Dataset excerpts —
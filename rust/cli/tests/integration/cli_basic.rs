// A-series: help, version, usage errors

use crate::helpers::cli_runner::CliRunner;

const COMMANDS: [&str; 6] = ["eval", "equity", "odds", "rankings", "deal", "cfg"];

#[test]
fn a1_help_lists_all_commands() {
    let res = CliRunner::new().run(&["--help"]);
    assert_eq!(res.exit_code, 0, "--help should exit with code 0");
    for cmd in COMMANDS {
        assert!(res.stdout.contains(cmd), "help should list `{}`", cmd);
    }
}

#[test]
fn a2_version_prints_version_and_exits_zero() {
    let res = CliRunner::new().run(&["--version"]);
    assert_eq!(res.exit_code, 0);
    assert!(res.stdout.contains(env!("CARGO_PKG_VERSION")));
}

#[test]
fn a3_unknown_subcommand_shows_commands_on_stderr() {
    let res = CliRunner::new().run(&["shuffle"]);
    assert_eq!(res.exit_code, 2);
    assert!(res.stdout.is_empty());
    assert!(
        res.stderr.contains("Commands:"),
        "stderr should contain the Commands section\n---stderr---\n{}",
        res.stderr
    );
    for cmd in COMMANDS {
        assert!(res.stderr.contains(&format!("  {}", cmd)));
    }
}

#[test]
fn a4_missing_required_argument_exits_two() {
    let res = CliRunner::new().run(&["eval"]);
    assert_eq!(res.exit_code, 2);
    let res = CliRunner::new().run(&["odds", "--pot", "100"]);
    assert_eq!(res.exit_code, 2);
}

#[test]
fn a5_rankings_strongest_first() {
    let res = CliRunner::new().run(&["rankings"]);
    assert_eq!(res.exit_code, 0);
    let lines: Vec<&str> = res.stdout.lines().collect();
    assert_eq!(lines.len(), 10);
    assert!(lines[0].contains("Royal Flush"));
    assert!(lines[4].contains("Flush"));
    assert!(lines[9].contains("High Card"));
}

What the exercise asks — Give the material above back in full, exactly as written.

Solution below —
filename rust/cli/tests/integration/cli_basic.rs
// A-series: help, version, usage errors

use crate::helpers::cli_runner::CliRunner;

const COMMANDS: [&str; 6] = ["eval", "equity", "odds", "rankings", "deal", "cfg"];

#[test]
fn a1_help_lists_all_commands() {
    let res = CliRunner::new().run(&["--help"]);
    assert_eq!(res.exit_code, 0, "--help should exit with code 0");
    for cmd in COMMANDS {
        assert!(res.stdout.contains(cmd), "help should list `{}`", cmd);
    }
}

#[test]
fn a2_version_prints_version_and_exits_zero() {
    let res = CliRunner::new().run(&["--version"]);
    assert_eq!(res.exit_code, 0);
    assert!(res.stdout.contains(env!("CARGO_PKG_VERSION")));
}

#[test]
fn a3_unknown_subcommand_shows_commands_on_stderr() {
    let res = CliRunner::new().run(&["shuffle"]);
    assert_eq!(res.exit_code, 2);
    assert!(res.stdout.is_empty());
    assert!(
        res.stderr.contains("Commands:"),
        "stderr should contain the Commands section\n---stderr---\n{}",
        res.stderr
    );
    for cmd in COMMANDS {
        assert!(res.stderr.contains(&format!("  {}", cmd)));
    }
}

#[test]
fn a4_missing_required_argument_exits_two() {
    let res = CliRunner::new().run(&["eval"]);
    assert_eq!(res.exit_code, 2);
    let res = CliRunner::new().run(&["odds", "--pot", "100"]);
    assert_eq!(res.exit_code, 2);
}

#[test]
fn a5_rankings_strongest_first() {
    let res = CliRunner::new().run(&["rankings"]);
    assert_eq!(res.exit_code, 0);
    let lines: Vec<&str> = res.stdout.lines().collect();
    assert_eq!(lines.len(), 10);
    assert!(lines[0].contains("Royal Flush"));
    assert!(lines[4].contains("Flush"));
    assert!(lines[9].contains("High Card"));
}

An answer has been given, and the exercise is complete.